Explotación sexual y minería

Además de destruir la naturaleza, la minería informal está creando zonas en las que impera la explotación sexual.

La Razón (Edición Impresa)

01:29 / 26 de septiembre de 2018

Según alerta un estudio presentado días atrás por el Fondo de las Naciones Unidas para la Infancia (Unicef), la minería no solamente está destruyendo la biodiversidad de varios municipios del norte de La Paz, Potosí y de Oruro; sino que además ha creado zonas donde impera la prostitución, la explotación infantil, la trata de personas y el contrabando.   

En efecto, esta investigación, elaborada con el apoyo de la Embajada de Suecia, la organización holandesa de Cooperación Sudamericana ICCO y el movimiento Vuela Libre, logró identificar lenocinios en los que se explotan sexualmente a adolescentes e incluso a niñas provenientes de diferentes regiones del país en lugares en los que miles de cooperativistas se han asentado en busca de metales preciosos. En concreto, este fenómeno se habría arraigado en los municipios paceños de Caranavi, Guanay, Tipuani, Teoponte y Mapiri; en Uncía y Llallagua (Potosí); en la localidad orureña de Huanuni y en las ciudades capitales de Potosí y Oruro.

Si bien se conocen casos de mujeres que fueron forzadas para trasladarse de un lugar a otro, este estudio alerta que el principal gancho para atraer a las víctimas de este nefasto negocio sería la falsa promesa de un empleo bien remunerado en centros mineros. Promesa ofertada incluso por agencias de trabajo que termina convirtiéndose en una pesadilla cuando las adolescentes engañadas llegan a su lugar de destino.Este fue el caso por ejemplo de una muchacha beniana de 16 años que fue contactada para trabajar en una pensión en Guanay, pero que terminó siendo explotada sexualmente. De igual manera, una mujer de Beni denunció a la Defensoría del Pueblo que su hija de 13 años fue llevada hasta Teoponte por un minero para trabajar como cocinera, pero terminó convirtiéndose en una víctima más de la violencia sexual.

Hablamos de una terrible realidad que no es desconocida por las autoridades locales ni tampoco por las fuerzas del orden. Por caso, el Alcalde de Mapiri confirmó a este diario que existen “indicios” sobre la presencia de menores que estarían siendo explotadas sexual y laboralmente en ese municipio. Pero como la municipalidad no habría recibido denuncias al respecto, no han tomado cartas en el asunto. A su vez, el Director de la FELCC de La Paz confirmó que tienen información sobre la existencia de “lenocinios en centros auríferos, en la frontera entre Perú y Bolivia”, donde las mujeres bolivianas estarían siendo explotadas sexualmente.

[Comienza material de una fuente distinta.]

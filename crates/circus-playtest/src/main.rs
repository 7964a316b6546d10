//! Circus Maximus playtest runner.
//!
//! Plays seeded bot-vs-bot games and prints a JSON balance report.

use circus_core::Ruleset;
use tracing::info;
use tracing_subscriber::{layer::SubscriberExt, util::SubscriberInitExt};

mod report;
mod runner;

use runner::PlaytestConfig;

fn main() -> anyhow::Result<()> {
    // Initialize tracing
    tracing_subscriber::registry()
        .with(tracing_subscriber::EnvFilter::new(
            std::env::var("RUST_LOG").unwrap_or_else(|_| "info".into()),
        ))
        .with(tracing_subscriber::fmt::layer().with_writer(std::io::stderr))
        .init();

    let config = PlaytestConfig::from_env()?;

    // Custom rules from a JSON file, or the standard game
    let rules = match std::env::var("CIRCUS_RULES") {
        Ok(path) => {
            info!(%path, "loading rules");
            Ruleset::from_json(&std::fs::read_to_string(&path)?)?
        }
        Err(_) => Ruleset::standard(),
    };

    let report = runner::run_all(&rules, &config)?;
    info!(
        finished = report.summary.finished,
        aborted = report.summary.aborted,
        average_rounds = report.summary.average_rounds,
        "playtest complete"
    );

    println!("{}", serde_json::to_string_pretty(&report)?);
    Ok(())
}
#[cfg(test)]
mod tests {
    use super::*;
    use crate::player::{Player, ResourceHand, Track, Tracks};
    use crate::rules::CoinFormula;
    use rand::rngs::mock::StepRng;
    use rand::rngs::StdRng;
    use rand::SeedableRng;

    fn setup(count: u8) -> (Ruleset, GameState, ActResolver, StdRng) {
        let rules = Ruleset::standard();
        let players = (0..count)
            .map(|i| Player::new(i, format!("P{i}"), false))
            .collect();
        let state = GameState::new(players, &rules);
        let mut rng = StdRng::seed_from_u64(3);
        let acts = ActResolver::new(&rules, &mut rng);
        (rules, state, acts, rng)
    }

    /// Put a specific act on display
    fn show(acts: &mut ActResolver, id: &str) {
        if !acts.is_available(id) {
            acts.regular.push(id.to_string());
        }
    }

    #[test]
    fn test_new_display() {
        let (rules, _, acts, _) = setup(2);
        assert_eq!(acts.regular.len(), 5);
        assert_eq!(acts.reservoir.len(), 10);
        let execution = acts.execution.as_deref().unwrap();
        assert!(rules.execution_acts.iter().any(|a| a.id == execution));
        assert_eq!(acts.available_acts().count(), 6);
    }

    #[test]
    fn test_rotation_keeps_unperformed_acts() {
        let (rules, _, mut acts, mut rng) = setup(2);
        let performed = acts.regular[1].clone();
        let kept: Vec<String> = acts
            .regular
            .iter()
            .filter(|id| **id != performed)
            .cloned()
            .collect();
        acts.resolved.push(performed.clone());

        acts.setup_round(&rules, &mut rng);
        assert_eq!(acts.regular.len(), 5);
        assert_eq!(&acts.regular[..4], &kept[..]);
        assert_eq!(acts.reservoir.back(), Some(&performed));
    }

    #[test]
    fn test_place_bid_validation() {
        let (rules, mut state, mut acts, _) = setup(2);
        let id = acts.regular[0].clone();

        assert_eq!(
            acts.place_bid(&rules, &mut state, 0, &id, 0),
            Err(GameError::BidTooLow { min: 1 })
        );
        assert_eq!(
            acts.place_bid(&rules, &mut state, 0, &id, 16),
            Err(GameError::CannotAfford)
        );
        assert!(matches!(
            acts.place_bid(&rules, &mut state, 0, "nope", 1),
            Err(GameError::UnknownAct(_))
        ));

        acts.place_bid(&rules, &mut state, 0, &id, 2).unwrap();
        assert_eq!(state.players[0].resources.coins, 13);
        assert_eq!(acts.selected, vec![id.clone()]);
        assert_eq!(
            acts.place_bid(&rules, &mut state, 0, &id, 1),
            Err(GameError::DuplicateBid(id.clone()))
        );
        assert_eq!(state.players[0].resources.coins, 13);
    }

    #[test]
    fn test_bid_order_is_first_bid_order() {
        let (rules, mut state, mut acts, _) = setup(3);
        let a = acts.regular[0].clone();
        let b = acts.regular[1].clone();
        acts.place_bid(&rules, &mut state, 2, &a, 1).unwrap();
        acts.place_bid(&rules, &mut state, 0, &b, 1).unwrap();
        acts.place_bid(&rules, &mut state, 2, &b, 1).unwrap();
        assert_eq!(acts.bid_order(), vec![2, 0]);
        assert_eq!(acts.selected, vec![a, b]);
    }

    #[test]
    fn test_dice_competition_unique_winner() {
        let mut rng = StdRng::seed_from_u64(11);
        for _ in 0..50 {
            let result = dice_competition(&[0, 1, 2, 3], 10, &mut rng).unwrap();
            assert!(result.winner < 4);
            let last = result.rounds.last().unwrap();
            let best = last.iter().map(|(_, r)| *r).max().unwrap();
            if !result.fallback {
                assert_eq!(last.iter().filter(|(_, r)| *r == best).count(), 1);
            }
        }
    }

    #[test]
    fn test_dice_competition_fallback_after_limit() {
        // Constant stream: every roll ties
        let mut rng = StepRng::new(0, 0);
        let result = dice_competition(&[3, 1], 10, &mut rng).unwrap();
        assert!(result.fallback);
        assert_eq!(result.winner, 1);
        assert_eq!(result.rounds.len(), 11);
    }

    #[test]
    fn test_winner_takes_tracks_everyone_takes_coins() {
        let (rules, mut state, mut acts, _) = setup(2);
        show(&mut acts, "gladiator_combat");
        for id in 0..2 {
            state.players[id as usize].resources.slaves = 2;
            acts.place_bid(&rules, &mut state, id, "gladiator_combat", 1).unwrap();
        }

        let mut rng = StdRng::seed_from_u64(5);
        let mut events = Vec::new();
        let outcome = acts
            .resolve_act(&rules, &mut state, "gladiator_combat", &mut rng, &mut events)
            .unwrap();
        let winner = outcome.winner.unwrap();
        let loser = 1 - winner;

        let w = &state.players[winner as usize];
        let l = &state.players[loser as usize];
        assert_eq!(w.tracks, Tracks::new(4, 6, 3));
        assert_eq!(l.tracks, Tracks::uniform(3));
        // Winner's slaves are consumed, loser keeps theirs
        assert_eq!(w.resources.slaves, 0);
        assert_eq!(l.resources.slaves, 2);
        assert_eq!(w.resources.coins, 19);
        assert_eq!(l.resources.coins, 19);
        assert!(events
            .iter()
            .any(|e| matches!(e, GameEvent::DiceRolled { .. })));
    }

    #[test]
    fn test_shared_act_rewards_all_qualifiers() {
        let (rules, mut state, mut acts, mut rng) = setup(3);
        show(&mut acts, "sacred_music");
        for id in 0..3 {
            acts.place_bid(&rules, &mut state, id, "sacred_music", 1).unwrap();
        }
        state.players[0].resources.mummers = 2;
        state.players[1].resources.mummers = 2;
        // Player 2 holds no mummers and is filtered out

        let mut events = Vec::new();
        let outcome = acts
            .resolve_act(&rules, &mut state, "sacred_music", &mut rng, &mut events)
            .unwrap();
        assert_eq!(outcome.qualifiers, vec![0, 1]);
        assert_eq!(outcome.winner, None);
        for id in 0..2 {
            let p = &state.players[id];
            assert_eq!(p.tracks, Tracks::new(3, 4, 6));
            // 15 - 1 bid - 1 cost + 4 reward; mummers are returned
            assert_eq!(p.resources.coins, 17);
            assert_eq!(p.resources.mummers, 2);
        }
        assert_eq!(state.players[2].resources.coins, 14);
    }

    #[test]
    fn test_penalty_for_absent_participants_once_per_act() {
        let (rules, mut state, mut acts, mut rng) = setup(3);
        acts.execution = None;
        show(&mut acts, "choral_performance");
        show(&mut acts, "venatio");
        state.players[0].resources = ResourceHand::with_amounts(10, 1, 2, 0, 0);
        acts.place_bid(&rules, &mut state, 0, "choral_performance", 1).unwrap();
        acts.place_bid(&rules, &mut state, 0, "venatio", 1).unwrap();
        // Player 1 bids but cannot perform; still counts as absent
        acts.place_bid(&rules, &mut state, 1, "venatio", 1).unwrap();

        let events = acts.resolve_all(&rules, &mut state, &mut rng).unwrap();
        let penalties = events
            .iter()
            .filter(|e| matches!(e, GameEvent::PenaltyApplied { .. }))
            .count();
        assert_eq!(penalties, 4);
        for id in 1..3 {
            assert_eq!(state.players[id].tracks, Tracks::new(3, 2, 2));
        }
        assert_eq!(state.players[0].track(Track::Church), 4);
    }

    #[test]
    fn test_per_unit_reward_formula() {
        let (mut rules, mut state, mut acts, mut rng) = setup(2);
        let act = rules.acts.iter_mut().find(|a| a.id == "venatio").unwrap();
        act.coin_reward = Some(CoinFormula::PerResourceUnit(crate::player::Resource::Prisoners));
        show(&mut acts, "venatio");
        state.players[0].resources.animals = 2;
        state.players[0].resources.prisoners = 3;
        acts.place_bid(&rules, &mut state, 0, "venatio", 1).unwrap();

        let mut events = Vec::new();
        acts.resolve_act(&rules, &mut state, "venatio", &mut rng, &mut events)
            .unwrap();
        assert_eq!(state.players[0].resources.coins, 17);
    }
}
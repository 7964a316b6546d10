//! AI players for Circus Maximus.
//!
//! - Easy: random valid moves
//! - Medium: bids on acts it can qualify for, deploys toward the materials
//!   those acts need, and buys when the price is right

use crate::actions::Action;
use crate::engine::Engine;
use crate::game::GameError;
use crate::phase::Phase;
use crate::player::{Player, PlayerId, Resource};
use crate::rules::{ActCard, LocationEffect};
use rand::prelude::*;
use serde::{Deserialize, Serialize};

/// Bot difficulty level
#[derive(Debug, Clone, Copy, PartialEq, Eq, Serialize, Deserialize)]
pub enum BotDifficulty {
    Easy,
    Medium,
}

/// A bot player that can decide on actions
pub struct Bot {
    pub player_id: PlayerId,
    pub difficulty: BotDifficulty,
    rng: StdRng,
}

impl Bot {
    pub fn new(player_id: PlayerId, difficulty: BotDifficulty) -> Self {
        Self {
            player_id,
            difficulty,
            rng: StdRng::from_entropy(),
        }
    }

    pub fn with_seed(player_id: PlayerId, difficulty: BotDifficulty, seed: u64) -> Self {
        Self {
            player_id,
            difficulty,
            rng: StdRng::seed_from_u64(seed),
        }
    }

    /// Choose an action from the valid actions
    pub fn choose_action(&mut self, game: &Engine) -> Option<Action> {
        let valid_actions = game.valid_actions(self.player_id);
        if valid_actions.is_empty() {
            return None;
        }

        match self.difficulty {
            BotDifficulty::Easy => self.choose_easy(&valid_actions),
            BotDifficulty::Medium => self.choose_medium(game, &valid_actions),
        }
    }

    /// Easy: Just pick a random valid action
    fn choose_easy(&mut self, actions: &[Action]) -> Option<Action> {
        actions.choose(&mut self.rng).cloned()
    }

    fn choose_medium(&mut self, game: &Engine, actions: &[Action]) -> Option<Action> {
        let player = game.state.get_player(self.player_id)?;
        let choice = match game.state.phase {
            Phase::Bid => self.medium_bid(game, player, actions),
            Phase::Deploy => self.medium_deploy(game, player, actions),
            Phase::Trade => Self::medium_trade(game, player, actions),
            Phase::Resolve | Phase::Cleanup => None,
        };

        choice
            .or_else(|| actions.iter().find(|a| a.is_pass()).cloned())
            .or_else(|| actions.choose(&mut self.rng).cloned())
    }

    /// Acts this player could qualify for with what it holds now
    fn act_score(act: &ActCard, player: &Player) -> Option<i32> {
        if !player.resources.can_afford(&act.qualifying_cost()) {
            return None;
        }
        let reward = match act.coin_reward {
            Some(formula) => formula.amount(player) as i32,
            None => 0,
        };
        Some(act.tracks.sum() * 2 + reward - act.coin_cost as i32)
    }

    /// Minimum bid on the best act it can qualify for; a second bid only
    /// when flush with coins
    fn medium_bid(&mut self, game: &Engine, player: &Player, actions: &[Action]) -> Option<Action> {
        let min_bid = game.rules.limits.min_bid;
        let can_pass = actions.contains(&Action::Pass);
        if can_pass
            && (player.bids.len() >= 2 || (player.bids.len() == 1 && player.resources.coins < 8))
        {
            return Some(Action::Pass);
        }

        let best = actions
            .iter()
            .filter_map(|action| match action {
                Action::Bid { act_id, coins } if *coins == min_bid => {
                    let act = game.rules.act(act_id)?;
                    Some((action, Self::act_score(act, player)?))
                }
                _ => None,
            })
            .max_by_key(|(_, score)| *score);

        match best {
            Some((action, _)) => Some(action.clone()),
            // Opening bidder with nothing to qualify for still has to bid
            None if !can_pass => actions
                .iter()
                .filter(|a| matches!(a, Action::Bid { coins, .. } if *coins == min_bid))
                .choose(&mut self.rng)
                .cloned(),
            None => None,
        }
    }

    /// First material the bot lacks for an act on display
    fn wanted_material(game: &Engine, player: &Player) -> Option<Resource> {
        game.acts
            .available_acts()
            .filter_map(|id| game.rules.act(id))
            .filter_map(|act| {
                let cost = act.resource_cost;
                Resource::MATERIALS
                    .into_iter()
                    .find(|&r| player.resources.get(r) < cost.get(r))
            })
            .next()
    }

    fn medium_deploy(&mut self, game: &Engine, player: &Player, actions: &[Action]) -> Option<Action> {
        // Keep a worker back only when broke
        if player.resources.coins < 2 && actions.contains(&Action::Pass) {
            return Some(Action::Pass);
        }
        let wanted = Self::wanted_material(game, player);

        let mut scored: Vec<(&Action, i32)> = actions
            .iter()
            .filter_map(|action| {
                let Action::PlaceWorker { location_id } = action else {
                    return None;
                };
                let location = game.rules.location(location_id)?;
                let score = match &location.effect {
                    LocationEffect::Market { resource } if Some(*resource) == wanted => 6,
                    LocationEffect::CoinFlip { reward }
                        if wanted.is_some_and(|r| reward.get(r) > 0) =>
                    {
                        5
                    }
                    LocationEffect::TrackMovement {
                        sets_first_player, ..
                    } => {
                        if *sets_first_player {
                            4
                        } else {
                            3
                        }
                    }
                    LocationEffect::GainResource { .. } => 3,
                    LocationEffect::ResourceConversion { mint_workers, .. } if *mint_workers > 0 => {
                        if player.workers.total() < 6 {
                            4
                        } else {
                            0
                        }
                    }
                    LocationEffect::Information { .. } => 1,
                    _ => 2,
                };
                Some((action, score))
            })
            .collect();

        scored.sort_by(|a, b| b.1.cmp(&a.1));
        let top_score = scored.first()?.1;
        let top: Vec<_> = scored.iter().filter(|(_, s)| *s == top_score).collect();
        top.choose(&mut self.rng).map(|(a, _)| (*a).clone())
    }

    /// Buy while the price stays within a third of the purse
    fn medium_trade(game: &Engine, player: &Player, actions: &[Action]) -> Option<Action> {
        let buy = actions
            .iter()
            .find(|a| matches!(a, Action::BuyResource { .. }))?;
        let price = game
            .state
            .current_market
            .and_then(|r| game.markets.get(r))
            .and_then(|m| m.effective_price(game.state.market_price_modifier))?;
        (price * 3 <= player.resources.coins).then(|| buy.clone())
    }
}

/// Play one bot turn for whoever is active: act, then end the turn. Runs
/// automatic phases first.
pub fn play_bot_turn(
    game: &mut Engine,
    bot: &mut Bot,
) -> Result<Option<Action>, GameError> {
    game.run_automatic_phases()?;
    if game.is_finished() || game.state.current_player != bot.player_id {
        return Ok(None);
    }
    let action = bot.choose_action(game);
    if let Some(action) = &action {
        game.execute_action(bot.player_id, action.clone())?;
    }
    if !game.is_finished() {
        game.end_turn()?;
    }
    Ok(action)
}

Estos testimonios ponen en relieve la imperiosa urgencia de adoptar políticas de Estado encaminadas a poner un alto a la minería informal, tanto más importantes por cuanto se trata de una actividad que no solo destruye el patrimonio natural de todos los bolivianos sin aportar ni un solo centavo al erario público, sino que además, y peor aún, está creando zonas donde la explotación infantil, la trata de personas y el contrabando son moneda corriente, como bien alerta el informe que suscita este comentario.